徳島大学が生き残るための方策としては、やはりグローバル化、アメリカとか海外に留学してスキルアップするということ。要するに世界の大学との活発な交流が若い学生、先生たちには絶対必要ですよね。
だから今回は、医学を修養する学生や若手研究者の国際交流を支援する基金(令和4年度に創設された濱本医学国際交流基金)を応援しました。

2023年度濱本医学国際交流基金による海外留学・研修支援事業及び外国人留学生
受入事業授与式後の記念写真(2023年7月1日)
大学・学生に期待すること
大学というのは教育とか研究とか、あるいは病院の診療とかいろいろな使命を持っていますよね。そのなかで僕が一番大事だと思うのは、「画期的な研究」だと思うんですよ。
研究費や予算が乏しい地方の大学で、その中で独特な研究をすることによって、結果、社会貢献できて、国内にも世界にも認められる研究を全学部でもしていくと、やっぱりそこに優秀な人は集まってくると思います。
そしてさらに優秀な研究が集まってくると思う。我々にしかできないことを研究で見つけていって、そこから発展していくことによって、優秀な人が集まれば、教育も発展していく。
やはり我々にしかできない、新しい創造的な研究開発を今まで以上に頑張ってほしい。力強くやってほしいですね。

徳島大学はこんなことやっていると広く、強く発信していけば、全国から入学志望の学生が集まってくる可能性があるように思います。
縁があって、僕も徳島大学で学びました。青春時代に最高のすばらしい親友などの人間関係ができたおかげで、大学卒業から約50年間楽しい、すばらしい人生を送らせてもらっています。
学生は、夢を持って行動することが必要です。
それに加えて、素晴らしい友達をつくることですよね。

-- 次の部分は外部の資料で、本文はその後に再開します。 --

//! Pass-2 encoding of parsed instructions into 32-bit words.
//!
//! Operand order follows conventional assembly (`add $rd, $rs, $rt`), while
//! the codec packs fields in encoding order. Branch targets encode as
//! `(target - (branch_address + 4)) / 4` and jump targets as `target >> 2`;
//! numeric operands in target position are taken as byte addresses for `j`
//! and as ready-made word offsets for `beq`.

use sim_core::isa::{encode_immediate, encode_jump, encode_register, RegisterOp};
use sim_core::{HALT_WORD, OP_ADDI, OP_BEQ, OP_J, OP_LW, OP_SW};

use crate::errors::AssembleErrorKind;
use crate::parser::Operand;
use crate::symbols::SymbolTable;

const IMM_MIN: i64 = i16::MIN as i64;
const IMM_MAX: i64 = i16::MAX as i64;

fn expect_operands(
    mnemonic: &str,
    operands: &[Operand],
    expected: usize,
) -> Result<(), AssembleErrorKind> {
    if operands.len() == expected {
        Ok(())
    } else {
        Err(AssembleErrorKind::BadOperandCount {
            mnemonic: mnemonic.to_owned(),
            expected,
            found: operands.len(),
        })
    }
}

fn expect_register(operand: &Operand) -> Result<u8, AssembleErrorKind> {
    match operand {
        Operand::Register(index) => Ok(*index),
        other => Err(AssembleErrorKind::BadOperand(format!(
            "expected a register, found {other:?}"
        ))),
    }
}

fn expect_immediate_field(value: i64) -> Result<i32, AssembleErrorKind> {
    if (IMM_MIN..=IMM_MAX).contains(&value) {
        Ok(value as i32)
    } else {
        Err(AssembleErrorKind::ImmediateOutOfRange(value))
    }
}

fn resolve_target(operand: &Operand, symbols: &SymbolTable) -> Result<u32, AssembleErrorKind> {
    match operand {
        Operand::Label(name) => symbols
            .resolve(name)
            .ok_or_else(|| AssembleErrorKind::UnresolvedLabel(name.clone())),
        other => Err(AssembleErrorKind::BadOperand(format!(
            "expected a label, found {other:?}"
        ))),
    }
}

fn encode_branch(
    rs: u8,
    rt: u8,
    target: &Operand,
    pc: u32,
    symbols: &SymbolTable,
) -> Result<u32, AssembleErrorKind> {
    let offset_words = match target {
        Operand::Immediate(value) => *value,
        _ => {
            let address = resolve_target(target, symbols)?;
            (i64::from(address) - (i64::from(pc) + 4)) / 4
        }
    };
    let imm = expect_immediate_field(offset_words)?;
    Ok(encode_immediate(OP_BEQ, rs, rt, imm))
}

fn encode_jump_target(
    target: &Operand,
    symbols: &SymbolTable,
) -> Result<u32, AssembleErrorKind> {
    let address = match target {
        Operand::Immediate(value) => {
            u32::try_from(*value).map_err(|_| AssembleErrorKind::ImmediateOutOfRange(*value))?
        }
        _ => resolve_target(target, symbols)?,
    };
    Ok(encode_jump(OP_J, address >> 2))
}

/// Encodes one parsed instruction at `pc` into its 32-bit word.
///
/// # Errors
///
/// Returns the error kind for unknown mnemonics, malformed or miscounted
/// operands, unresolved labels, and out-of-range immediates.
pub fn encode_instruction(
    mnemonic: &str,
    operands: &[Operand],
    pc: u32,
    symbols: &SymbolTable,
) -> Result<u32, AssembleErrorKind> {
    if let Some(op) = RegisterOp::from_mnemonic(mnemonic) {
        expect_operands(mnemonic, operands, 3)?;
        let rd = expect_register(&operands[0])?;
        let rs = expect_register(&operands[1])?;
        let rt = expect_register(&operands[2])?;
        return Ok(encode_register(rs, rt, rd, 0, op.funct()));
    }

    match mnemonic {
        "addi" => {
            expect_operands(mnemonic, operands, 3)?;
            let rt = expect_register(&operands[0])?;
            let rs = expect_register(&operands[1])?;
            let imm = match &operands[2] {
                Operand::Immediate(value) => expect_immediate_field(*value)?,
                other => {
                    return Err(AssembleErrorKind::BadOperand(format!(
                        "expected an immediate, found {other:?}"
                    )))
                }
            };
            Ok(encode_immediate(OP_ADDI, rs, rt, imm))
        }
        "lw" | "sw" => {
            expect_operands(mnemonic, operands, 2)?;
            let rt = expect_register(&operands[0])?;
            let (offset, base) = match &operands[1] {
                Operand::Memory { offset, base } => (*offset, *base),
                other => {
                    return Err(AssembleErrorKind::BadOperand(format!(
                        "expected offset(base), found {other:?}"
                    )))
                }
            };
            let imm = expect_immediate_field(offset)?;
            let opcode = if mnemonic == "lw" { OP_LW } else { OP_SW };
            Ok(encode_immediate(opcode, base, rt, imm))
        }
        "beq" => {
            expect_operands(mnemonic, operands, 3)?;
            let rs = expect_register(&operands[0])?;
            let rt = expect_register(&operands[1])?;
            encode_branch(rs, rt, &operands[2], pc, symbols)
        }
        "j" => {
            expect_operands(mnemonic, operands, 1)?;
            encode_jump_target(&operands[0], symbols)
        }
        "halt" => {
            expect_operands(mnemonic, operands, 0)?;
            Ok(HALT_WORD)
        }
        other => Err(AssembleErrorKind::UnknownMnemonic(other.to_owned())),
    }
}

#[cfg(test)]
mod tests {
    use super::encode_instruction;
    use crate::errors::AssembleErrorKind;
    use crate::parser::Operand;
    use crate::symbols::SymbolTable;
    use sim_core::isa::{encode_immediate, encode_jump, encode_register};
    use sim_core::{FUNCT_ADD, HALT_WORD, OP_ADDI, OP_BEQ, OP_J};

    #[test]
    fn register_form_reorders_rd_rs_rt_into_encoding_order() {
        let word = encode_instruction(
            "add",
            &[
                Operand::Register(10),
                Operand::Register(8),
                Operand::Register(9),
            ],
            0,
            &SymbolTable::new(),
        )
        .unwrap();
        assert_eq!(word, encode_register(8, 9, 10, 0, FUNCT_ADD));
    }

    #[test]
    fn backward_branch_encodes_negative_word_offset() {
        let mut symbols = SymbolTable::new();
        symbols.define("loop", 0).unwrap();
        // beq at address 8: offset = (0 - 12) / 4 = -3.
        let word = encode_instruction(
            "beq",
            &[
                Operand::Register(8),
                Operand::Register(0),
                Operand::Label("loop".into()),
            ],
            8,
            &symbols,
        )
        .unwrap();
        assert_eq!(word, encode_immediate(OP_BEQ, 8, 0, -3));
    }

    #[test]
    fn jump_encodes_word_granular_address_field() {
        let mut symbols = SymbolTable::new();
        symbols.define("start", 0x40).unwrap();
        let word = encode_instruction(
            "j",
            &[Operand::Label("start".into())],
            0,
            &symbols,
        )
        .unwrap();
        assert_eq!(word, encode_jump(OP_J, 0x10));
    }

    #[test]
    fn halt_takes_no_operands() {
        assert_eq!(
            encode_instruction("halt", &[], 0, &SymbolTable::new()),
            Ok(HALT_WORD)
        );
        assert_eq!(
            encode_instruction("halt", &[Operand::Register(1)], 0, &SymbolTable::new()),
            Err(AssembleErrorKind::BadOperandCount {
                mnemonic: "halt".into(),
                expected: 0,
                found: 1,
            })
        );
    }

    #[test]
    fn addi_rejects_immediates_wider_than_16_bits() {
        let result = encode_instruction(
            "addi",
            &[
                Operand::Register(8),
                Operand::Register(0),
                Operand::Immediate(40000),
            ],
            0,
            &SymbolTable::new(),
        );
        assert_eq!(result, Err(AssembleErrorKind::ImmediateOutOfRange(40000)));
    }

    #[test]
    fn addi_encodes_register_and_immediate_fields() {
        let word = encode_instruction(
            "addi",
            &[
                Operand::Register(8),
                Operand::Register(0),
                Operand::Immediate(5),
            ],
            0,
            &SymbolTable::new(),
        )
        .unwrap();
        assert_eq!(word, encode_immediate(OP_ADDI, 0, 8, 5));
    }

    #[test]
    fn unresolved_label_reports_its_name() {
        let result = encode_instruction(
            "j",
            &[Operand::Label("nowhere".into())],
            0,
            &SymbolTable::new(),
        );
        assert_eq!(
            result,
            Err(AssembleErrorKind::UnresolvedLabel("nowhere".into()))
        );
    }

    #[test]
    fn unknown_mnemonic_is_rejected() {
        assert_eq!(
            encode_instruction("mul", &[], 0, &SymbolTable::new()),
            Err(AssembleErrorKind::UnknownMnemonic("mul".into()))
        );
    }
}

何よりも人間関係って大事ですよね。
やはり素晴らしい人間関係をつくっていくことが生きていく上の糧になり、それで活躍する場が広がっていくと思っています。
そんなふうに過ごしてきましたが、僕は、60歳くらいである程度いろんな余裕ができてきたときに、
母校に少し貢献できるような人間になれたということをうれしく思っています。
現役の学生とか若い先生方にも、何かに貢献できるようになることを期待したいと思います。

徳島大学、徳島大学生へのメッセージ
僕が学生に期待することは、一度しかない人生だから大きな夢を持って失敗を恐れずに大空に羽ばたいてほしいわけです。
「もっと冒険しようよ。」ということを言いたいわけですね。
本当、一回しかない人生だからね。
職員の皆さんには、大学が生き残れるかどうかの瀬戸際なので、新しい方向に向けて改革し、
将来、どういう形になっても、きちっと徳島大学として生き残れる方策を考えていってほしいです。
教職員が一丸となって、今までの概念にとらわれることなく、改革し、前進してほしいと強く強く望んでいます。

日頃から徳島大学へご理解、ご協力を賜り、誠にありがとうございます。今回のインタビューにおいて学生、徳島大学、そして徳島への強い思いをお聞きすることができました。
濱本先生からのご厚志をしっかりを受け止めて徳島大学の発展に努めてまいります。